American businessman

Benjamin Abrams (August 18, 1893 – June 23, 1967) was an American businessman and a founder of Emerson Radio & Phonograph Corporation after his purchase of Emerson Records in 1922. Along with his brothers he invented a number of devices that are commonplace today, among them midget transistor radios, self-powered radios, and clock radios.

==Biography==
He was born in Dorohoi, Romania and emigrated with his parents to the United States when he was 12.

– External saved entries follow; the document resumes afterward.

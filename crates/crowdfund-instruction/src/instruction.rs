use crowdfund_codec::CampaignCodec;
use crowdfund_types::Campaign;

use crate::error::{InstructionError, InstructionResult};

/// Leading payload bytes understood by the program.
///
/// Withdrawal exists on the program side but its client contract is not
/// pinned down, so no opcode is exposed for it.
pub mod opcode {
    pub const CREATE: u8 = 0;
    pub const DONATE: u8 = 1;
}

/// Instruction payloads sent to the crowdfunding program.
///
/// Accounts expected by each variant:
///
/// `Create`
/// 0. `[signer, writable]` payer / creator
/// 1. `[writable]` new campaign account
/// 2. `[]` system program
///
/// `Donate`
/// 0. `[signer, writable]` donor
/// 1. `[writable]` campaign account
/// 2. `[writable]` donation tracking account
/// 3. `[]` system program
#[derive(Clone, Debug, PartialEq, Eq)]
pub enum CrowdfundInstruction {
    /// Initialize a campaign account with the encoded record.
    Create(Campaign),
    /// Transfer `amount` lamports into a campaign.
    Donate { amount: u64 },
}

impl CrowdfundInstruction {
    pub fn opcode(&self) -> u8 {
        match self {
            Self::Create(_) => opcode::CREATE,
            Self::Donate { .. } => opcode::DONATE,
        }
    }

    pub fn name(&self) -> &'static str {
        match self {
            Self::Create(_) => "Create",
            Self::Donate { .. } => "Donate",
        }
    }

    /// Serialize to `[opcode][payload]`.
    pub fn pack(&self) -> InstructionResult<Vec<u8>> {
        match self {
            Self::Create(campaign) => {
                let mut buf = Vec::with_capacity(1 + CampaignCodec::encoded_len(campaign));
                buf.push(opcode::CREATE);
                CampaignCodec::encode_into(campaign, &mut buf);
                Ok(buf)
            }
            Self::Donate { amount } => {
                let amount = signed_amount(*amount)?;
                let mut buf = Vec::with_capacity(9);
                buf.push(opcode::DONATE);
                buf.extend_from_slice(&amount.to_le_bytes());
                Ok(buf)
            }
        }
    }

    /// Parse `[opcode][payload]` back into an instruction.
    pub fn unpack(input: &[u8]) -> InstructionResult<Self> {
        let (&tag, rest) = input.split_first().ok_or(InstructionError::Empty)?;
        match tag {
            opcode::CREATE => Ok(Self::Create(CampaignCodec::decode(rest)?)),
            opcode::DONATE => {
                let bytes: [u8; 8] = rest.try_into().map_err(|_| InstructionError::InvalidPayload {
                    opcode: "Donate",
                    reason: format!("expected 8 bytes, got {}", rest.len()),
                })?;
                let amount = i64::from_le_bytes(bytes);
                if amount <= 0 {
                    return Err(InstructionError::InvalidPayload {
                        opcode: "Donate",
                        reason: format!("non-positive amount {amount}"),
                    });
                }
                Ok(Self::Donate { amount: amount as u64 })
            }
            other => Err(InstructionError::UnknownOpcode(other)),
        }
    }
}

/// Donation amounts travel as a signed 64-bit integer.
pub(crate) fn signed_amount(amount: u64) -> InstructionResult<i64> {
    if amount == 0 {
        return Err(InstructionError::ZeroAmount);
    }
    i64::try_from(amount).map_err(|_| InstructionError::AmountTooLarge(amount))
}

He was a prominent donor to Jewish cause. He was a founder of the Albert Einstein College of Medicine of Yeshiva University, a founder of the Greater New York Committee for Israel Bonds, and a founder and board member of the Federation of Jewish Philanthropies of Greater New York. He served as a member of the board of directors of the United Jewish Appeal, the Weizmann Institute, the Hebrew University in Jerusalem, the American Financial and Development Corporation for Israel, and the American Friends of the Hebrew University. In 1954, he funded the electronic laboratory at the Weizmann Institute at Rehovot which was named in his honor.

Abrams was a Freemason. He was a member of Farragut Lodge No 976 in New York.

He was married to Elizabeth Kramer. In 1964, his daughter Cynthia Abrams married businessman Nelson Peltz; they divorced in 1981.